By Brian J. Hokanson
The role of a journalist, says popular Democracy Now! host Amy Goodman, is to go where the silence is.
In Austin, Minnesota, and surrounding communities, a tiny but vocal number of neo-Nazis presenting the vocal and public face of white supremacist sentiments have pushed many in the local Latina/o community into a fearful silence. Reading the Austin Daily Herald, you'll encounter another sort of silence. The paper almost never identifies the swastika-wearing, Hitler-saluting National Socialist Movement (NSM) members as neo-Nazis.So, as a volunteer citizen journalist for the Twin Cities Independent Media Center (an open-publishing outlet of the global Indymedia network), when Austin and Twin Cities activists announced plans for a Saturday, October 17 rally to counter the neo-Nazis, I had to attend.
(Author's note: You can read the extensive TC-IMC report on the day's events here: White supremacists versus the community: Austin and Twin Cities activists confront the NSM)
A colleague and I arrived in Austin's quiet downtown with the sun high in the sky, and I remembered what small town life is like in a hard economy.
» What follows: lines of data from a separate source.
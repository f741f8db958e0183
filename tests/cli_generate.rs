mod common;

use common::TestEnv;

#[test]
fn default_command_generates_make_and_cmake_files() {
    let env = TestEnv::new();

    let result = env.run(&[]);

    assert!(result.success, "stderr:\n{}", result.stderr);
    assert!(env.project_path("target/make/Makefile").is_file());
    assert!(env.project_path("target/cmake/CMakeLists.txt").is_file());
    assert!(env.project_path("target/manifest.toml").is_file());
    assert!(result.stdout.contains("+ make/Makefile"));
    assert!(result.stdout.contains("+ cmake/CMakeLists.txt"));
}

#[test]
fn second_run_reports_unchanged() {
    let env = TestEnv::new();
    assert!(env.run(&["generate"]).success);

    let result = env.run(&["generate"]);

    assert!(result.success);
    assert!(result.stdout.contains("Unchanged: 2 files"), "{}", result.stdout);
    assert!(!result.stdout.contains("+ make/Makefile"));
}

#[test]
fn dry_run_writes_nothing() {
    let env = TestEnv::new();

    let result = env.run(&["generate", "--dry-run"]);

    assert!(result.success);
    assert!(result.stdout.contains("Would write: 2 files"), "{}", result.stdout);
    assert!(!env.project_path("target").exists());
}

#[test]
fn json_output_reports_created_files() {
    let env = TestEnv::new();

    let result = env.run(&["--json"]);

    assert!(result.success, "stderr:\n{}", result.stderr);
    let json = result.json();
    assert_eq!(json["event"], "generate");
    assert_eq!(json["package"], "xvmem");
    assert_eq!(json["status"], "success");
    assert_eq!(json["created"].as_array().unwrap().len(), 2);
}

#[test]
fn target_flag_limits_toolchains() {
    let env = TestEnv::new();

    let result = env.run(&["generate", "--target", "make"]);

    assert!(result.success);
    assert!(env.project_path("target/make/Makefile").is_file());
    assert!(!env.project_path("target/cmake").exists());
}

#[test]
fn unknown_target_fails() {
    let env = TestEnv::new();

    let result = env.run(&["generate", "--target", "ninja"]);

    assert!(!result.success);
    assert!(result.stderr.contains("unknown toolchain 'ninja'"), "{}", result.stderr);
}

#[test]
fn project_config_selects_output_dir_and_targets() {
    let env = TestEnv::new();
    env.write_project_file(
        "xgen.toml",
        "[generator]\ntargets = [\"cmake\"]\noutput_dir = \"build-files\"\n",
    );

    let result = env.run(&[]);

    assert!(result.success, "stderr:\n{}", result.stderr);
    assert!(env.project_path("build-files/cmake/CMakeLists.txt").is_file());
    assert!(!env.project_path("build-files/make").exists());
    assert!(!env.project_path("target").exists());
}

#[test]
fn unknown_config_key_is_a_warning() {
    let env = TestEnv::new();
    env.write_project_file("xgen.toml", "[generator]\nflavour = \"spicy\"\n");

    let result = env.run(&[]);

    assert!(result.success);
    assert!(
        result.stderr.contains("Unknown config key 'flavour' in"),
        "{}",
        result.stderr
    );
}

#[test]
fn workspace_env_var_reaches_makefile() {
    let env = TestEnv::new();

    let result = env.run_with_env(&["generate", "--target", "make"], &[("XVMEM_WORKSPACE", "/ws")]);

    assert!(result.success);
    let makefile = env.read_project_file("target/make/Makefile");
    assert!(makefile.contains("WORKSPACE ?= /ws\n"));
}

#[test]
fn workspace_flag_overrides_env_var() {
    let env = TestEnv::new();

    let result = env.run_with_env(
        &["generate", "--target", "make", "--workspace", "/flag"],
        &[("XVMEM_WORKSPACE", "/env")],
    );

    assert!(result.success);
    let makefile = env.read_project_file("target/make/Makefile");
    assert!(makefile.contains("WORKSPACE ?= /flag\n"));
}

#[test]
fn modified_file_is_skipped_until_forced() {
    let env = TestEnv::new();
    assert!(env.run(&[]).success);
    env.write_project_file("target/make/Makefile", "# edited by hand\n");

    let skipped = env.run(&[]);
    assert!(skipped.success);
    assert!(skipped.stdout.contains("Skipped: 1 files"), "{}", skipped.stdout);
    assert_eq!(env.read_project_file("target/make/Makefile"), "# edited by hand\n");

    let forced = env.run(&["generate", "--force"]);
    assert!(forced.success);
    assert!(env
        .read_project_file("target/make/Makefile")
        .contains("xvmem_test_BIN"));
}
I grew up in Pine Island, essentially a bedroom community for Rochester, and traversed southern Minnesota until I left for school in Minneapolis. But on Saturday, after getting out of the car, I saw something I've never seen before: neo-Nazis, out in the open in full regalia, in front of a WWII veterans' memorial.
The two of us had arrived before any of the counter-demonstrators. Wondering if the neo-Nazis would mistake us for protesters, we walked on by, stopped at an open natural foods store hidden amongst empty storefronts, and walked back. Then, we met Ernesto Velez Busto, an organizer with Owatonna-based Centro Campesino, the local immigrant rights organization.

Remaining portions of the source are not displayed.